+++ MATERIAL PROVIDED
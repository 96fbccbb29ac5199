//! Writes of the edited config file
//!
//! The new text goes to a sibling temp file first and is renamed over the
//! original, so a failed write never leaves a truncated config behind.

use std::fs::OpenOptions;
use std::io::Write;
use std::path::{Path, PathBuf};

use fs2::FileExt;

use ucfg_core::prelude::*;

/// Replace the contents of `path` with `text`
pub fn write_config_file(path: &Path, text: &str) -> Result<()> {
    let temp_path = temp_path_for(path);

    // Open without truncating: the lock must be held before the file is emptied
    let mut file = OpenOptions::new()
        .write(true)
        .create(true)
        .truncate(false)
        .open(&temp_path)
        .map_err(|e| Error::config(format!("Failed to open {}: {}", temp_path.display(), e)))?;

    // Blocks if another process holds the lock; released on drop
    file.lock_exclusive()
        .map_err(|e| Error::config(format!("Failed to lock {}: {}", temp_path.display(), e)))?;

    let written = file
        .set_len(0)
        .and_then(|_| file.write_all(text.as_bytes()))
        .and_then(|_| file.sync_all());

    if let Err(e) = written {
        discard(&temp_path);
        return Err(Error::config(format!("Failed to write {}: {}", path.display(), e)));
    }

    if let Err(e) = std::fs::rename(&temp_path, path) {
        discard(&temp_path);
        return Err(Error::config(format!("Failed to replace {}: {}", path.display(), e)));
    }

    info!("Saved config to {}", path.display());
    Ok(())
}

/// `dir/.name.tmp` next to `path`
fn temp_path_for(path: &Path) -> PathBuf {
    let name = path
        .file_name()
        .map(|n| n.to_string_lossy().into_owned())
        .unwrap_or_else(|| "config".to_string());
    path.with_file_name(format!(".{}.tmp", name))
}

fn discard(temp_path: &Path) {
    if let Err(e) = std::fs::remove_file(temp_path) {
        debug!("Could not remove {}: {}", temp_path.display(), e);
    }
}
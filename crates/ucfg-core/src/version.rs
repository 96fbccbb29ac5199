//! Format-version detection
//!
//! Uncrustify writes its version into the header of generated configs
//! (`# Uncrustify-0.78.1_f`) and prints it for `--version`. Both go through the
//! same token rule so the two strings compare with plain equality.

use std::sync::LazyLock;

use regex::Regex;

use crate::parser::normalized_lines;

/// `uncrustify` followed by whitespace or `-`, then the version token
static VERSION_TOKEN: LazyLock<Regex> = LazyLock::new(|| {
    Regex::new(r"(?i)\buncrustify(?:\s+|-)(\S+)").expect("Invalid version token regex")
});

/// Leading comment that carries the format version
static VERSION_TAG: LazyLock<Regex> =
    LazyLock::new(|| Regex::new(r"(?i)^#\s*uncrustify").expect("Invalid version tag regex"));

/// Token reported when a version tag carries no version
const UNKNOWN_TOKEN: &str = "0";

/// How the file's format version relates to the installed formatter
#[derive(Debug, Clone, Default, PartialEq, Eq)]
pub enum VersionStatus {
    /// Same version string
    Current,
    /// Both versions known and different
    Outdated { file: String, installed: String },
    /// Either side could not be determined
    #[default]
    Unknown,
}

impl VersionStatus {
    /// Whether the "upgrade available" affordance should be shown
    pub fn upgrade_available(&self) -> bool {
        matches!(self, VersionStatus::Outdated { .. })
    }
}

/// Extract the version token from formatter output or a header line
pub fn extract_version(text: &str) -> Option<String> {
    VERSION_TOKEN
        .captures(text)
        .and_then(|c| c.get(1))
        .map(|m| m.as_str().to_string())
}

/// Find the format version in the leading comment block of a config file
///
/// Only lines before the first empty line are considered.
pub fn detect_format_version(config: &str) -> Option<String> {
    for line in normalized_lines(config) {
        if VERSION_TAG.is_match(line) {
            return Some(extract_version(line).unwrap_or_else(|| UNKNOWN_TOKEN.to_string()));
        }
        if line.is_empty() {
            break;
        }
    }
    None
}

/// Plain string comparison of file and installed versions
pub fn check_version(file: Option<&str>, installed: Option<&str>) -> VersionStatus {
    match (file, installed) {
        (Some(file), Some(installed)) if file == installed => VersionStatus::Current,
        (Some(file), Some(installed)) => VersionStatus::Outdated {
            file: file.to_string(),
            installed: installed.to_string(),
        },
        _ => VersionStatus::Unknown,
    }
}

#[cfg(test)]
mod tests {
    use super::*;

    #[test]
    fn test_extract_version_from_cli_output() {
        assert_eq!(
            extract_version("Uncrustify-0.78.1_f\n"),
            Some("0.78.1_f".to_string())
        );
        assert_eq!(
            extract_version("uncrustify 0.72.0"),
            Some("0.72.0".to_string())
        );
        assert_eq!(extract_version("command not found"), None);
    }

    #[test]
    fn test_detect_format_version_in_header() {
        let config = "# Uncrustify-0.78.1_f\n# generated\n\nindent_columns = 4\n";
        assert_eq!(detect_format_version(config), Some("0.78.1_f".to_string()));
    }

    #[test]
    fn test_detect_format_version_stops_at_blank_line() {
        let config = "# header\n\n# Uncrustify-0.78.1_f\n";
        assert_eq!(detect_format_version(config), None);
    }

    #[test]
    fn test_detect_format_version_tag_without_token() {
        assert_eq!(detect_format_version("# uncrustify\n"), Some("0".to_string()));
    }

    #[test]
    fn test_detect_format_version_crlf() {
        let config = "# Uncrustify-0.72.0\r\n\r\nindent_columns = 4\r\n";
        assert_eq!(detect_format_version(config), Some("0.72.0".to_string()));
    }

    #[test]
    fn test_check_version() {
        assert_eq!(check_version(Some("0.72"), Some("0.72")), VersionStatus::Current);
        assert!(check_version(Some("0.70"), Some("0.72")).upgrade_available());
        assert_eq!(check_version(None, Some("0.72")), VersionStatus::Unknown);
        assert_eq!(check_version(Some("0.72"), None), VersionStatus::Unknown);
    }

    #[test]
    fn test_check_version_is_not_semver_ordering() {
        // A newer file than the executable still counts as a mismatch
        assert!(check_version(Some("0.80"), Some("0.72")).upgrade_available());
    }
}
++++++
YOUR INSTRUCTIONS | Count every line of the entries that includes "None", and say the number alone.

SOLUTION FOR THIS PROBLEM | 5